----- GIVEN INFORMATION

//! Render snapshot - read-only view of the state for drawing
//!
//! `render` copies out everything a frontend needs so that drawing never
//! touches live game state.

use serde::Serialize;

use super::state::GameState;
use crate::core::types::Tick;
use crate::words::EntityKind;

#[derive(Debug, Clone, Serialize)]
pub struct NodeView {
    pub name: String,
    pub x: f32,
    pub y: f32,
}

/// Undirected edge between two node centers
#[derive(Debug, Clone, Serialize)]
pub struct EdgeView {
    pub from: (f32, f32),
    pub to: (f32, f32),
}

#[derive(Debug, Clone, Serialize)]
pub struct WordView {
    pub text: String,
    pub kind: EntityKind,
    pub highlighted: bool,
    pub x: i32,
    pub y: i32,
}

#[derive(Debug, Clone, Serialize)]
pub struct UnitView {
    pub id: u32,
    pub x: f32,
    pub y: f32,
    pub home: String,
    pub can_move: bool,
}

/// Everything needed to draw one frame
#[derive(Debug, Clone, Serialize)]
pub struct Frame {
    pub tick: Tick,
    pub buffer: String,
    pub nodes: Vec<NodeView>,
    pub edges: Vec<EdgeView>,
    pub words: Vec<WordView>,
    pub units: Vec<UnitView>,
}

impl Frame {
    /// Bounding box of all nodes as (min_x, min_y, max_x, max_y)
    pub fn bounds(&self) -> Option<(f32, f32, f32, f32)> {
        let first = self.nodes.first()?;
        Some(self.nodes.iter().fold(
            (first.x, first.y, first.x, first.y),
            |(min_x, min_y, max_x, max_y), n| {
                (min_x.min(n.x), min_y.min(n.y), max_x.max(n.x), max_y.max(n.y))
            },
        ))
    }
}

/// Snapshot the state for drawing
pub fn render(state: &GameState) -> Frame {
    let graph = &state.graph;

    let nodes = graph
        .nodes()
        .iter()
        .map(|n| NodeView {
            name: n.name.clone(),
            x: n.center.x,
            y: n.center.y,
        })
        .collect();

    let edges = graph
        .edges()
        .filter_map(|(a, b)| {
            let from = graph.center(a)?;
            let to = graph.center(b)?;
            Some(EdgeView {
                from: (from.x, from.y),
                to: (to.x, to.y),
            })
        })
        .collect();

    let words = state
        .words
        .entities()
        .iter()
        .map(|e| {
            let (x, y) = e.anchor();
            WordView {
                text: e.word().to_string(),
                kind: e.link().kind(),
                highlighted: e.is_highlighted(),
                x,
                y,
            }
        })
        .collect();

    let units = state
        .army
        .units()
        .iter()
        .map(|u| UnitView {
            id: u.id.0,
            x: u.position().x,
            y: u.position().y,
            home: graph.name(u.home()).unwrap_or("?").to_string(),
            can_move: u.can_move(),
        })
        .collect();

    Frame {
        tick: state.current_tick,
        buffer: state.buffer().to_string(),
        nodes,
        edges,
        words,
        units,
    }
}
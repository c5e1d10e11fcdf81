//! UI module - crossterm/ratatui terminal frontend

pub mod input;
pub mod state;
pub mod terminal;

pub use input::{PolledInput, TerminalInput};
pub use state::{GameUI, LogCategory, LogEntry};
pub use terminal::TerminalUi;
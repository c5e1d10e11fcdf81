//! Word matching engine: the vocabulary pool and the on-screen word entities

pub mod pool;
pub mod registry;

pub use pool::WordPool;
pub use registry::{EntityKind, EntityRef, WordEntity, WordRegistry};

/// Built-in vocabulary used when no word list is given
pub const DEFAULT_WORDS: &str = include_str!("../../data/words.txt");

----------

ABOUT THIS TASK — Each line of the data above must be restated word for word.

EXERCISE OUTPUT —
//! Render snapshot - read-only view of the state for drawing
//!
//! `render` copies out everything a frontend needs so that drawing never
//! touches live game state.

use serde::Serialize;

use super::state::GameState;
use crate::core::types::Tick;
use crate::words::EntityKind;

#[derive(Debug, Clone, Serialize)]
pub struct NodeView {
    pub name: String,
    pub x: f32,
    pub y: f32,
}

/// Undirected edge between two node centers
#[derive(Debug, Clone, Serialize)]
pub struct EdgeView {
    pub from: (f32, f32),
    pub to: (f32, f32),
}

#[derive(Debug, Clone, Serialize)]
pub struct WordView {
    pub text: String,
    pub kind: EntityKind,
    pub highlighted: bool,
    pub x: i32,
    pub y: i32,
}

#[derive(Debug, Clone, Serialize)]
pub struct UnitView {
    pub id: u32,
    pub x: f32,
    pub y: f32,
    pub home: String,
    pub can_move: bool,
}

/// Everything needed to draw one frame
#[derive(Debug, Clone, Serialize)]
pub struct Frame {
    pub tick: Tick,
    pub buffer: String,
    pub nodes: Vec<NodeView>,
    pub edges: Vec<EdgeView>,
    pub words: Vec<WordView>,
    pub units: Vec<UnitView>,
}

impl Frame {
    /// Bounding box of all nodes as (min_x, min_y, max_x, max_y)
    pub fn bounds(&self) -> Option<(f32, f32, f32, f32)> {
        let first = self.nodes.first()?;
        Some(self.nodes.iter().fold(
            (first.x, first.y, first.x, first.y),
            |(min_x, min_y, max_x, max_y), n| {
                (min_x.min(n.x), min_y.min(n.y), max_x.max(n.x), max_y.max(n.y))
            },
        ))
    }
}

/// Snapshot the state for drawing
pub fn render(state: &GameState) -> Frame {
    let graph = &state.graph;

    let nodes = graph
        .nodes()
        .iter()
        .map(|n| NodeView {
            name: n.name.clone(),
            x: n.center.x,
            y: n.center.y,
        })
        .collect();

    let edges = graph
        .edges()
        .filter_map(|(a, b)| {
            let from = graph.center(a)?;
            let to = graph.center(b)?;
            Some(EdgeView {
                from: (from.x, from.y),
                to: (to.x, to.y),
            })
        })
        .collect();

    let words = state
        .words
        .entities()
        .iter()
        .map(|e| {
            let (x, y) = e.anchor();
            WordView {
                text: e.word().to_string(),
                kind: e.link().kind(),
                highlighted: e.is_highlighted(),
                x,
                y,
            }
        })
        .collect();

    let units = state
        .army
        .units()
        .iter()
        .map(|u| UnitView {
            id: u.id.0,
            x: u.position().x,
            y: u.position().y,
            home: graph.name(u.home()).unwrap_or("?").to_string(),
            can_move: u.can_move(),
        })
        .collect();

    Frame {
        tick: state.current_tick,
        buffer: state.buffer().to_string(),
        nodes,
        edges,
        words,
        units,
    }
}
repository c5e1d10e11fcdf81
//! UI module - crossterm/ratatui terminal frontend

pub mod input;
pub mod state;
pub mod terminal;

pub use input::{PolledInput, TerminalInput};
pub use state::{GameUI, LogCategory, LogEntry};
pub use terminal::TerminalUi;
repository c5e1d10e11fcdf81
//! Word matching engine: the vocabulary pool and the on-screen word entities

pub mod pool;
pub mod registry;

pub use pool::WordPool;
pub use registry::{EntityKind, EntityRef, WordEntity, WordRegistry};

/// Built-in vocabulary used when no word list is given
pub const DEFAULT_WORDS: &str = include_str!("../../data/words.txt");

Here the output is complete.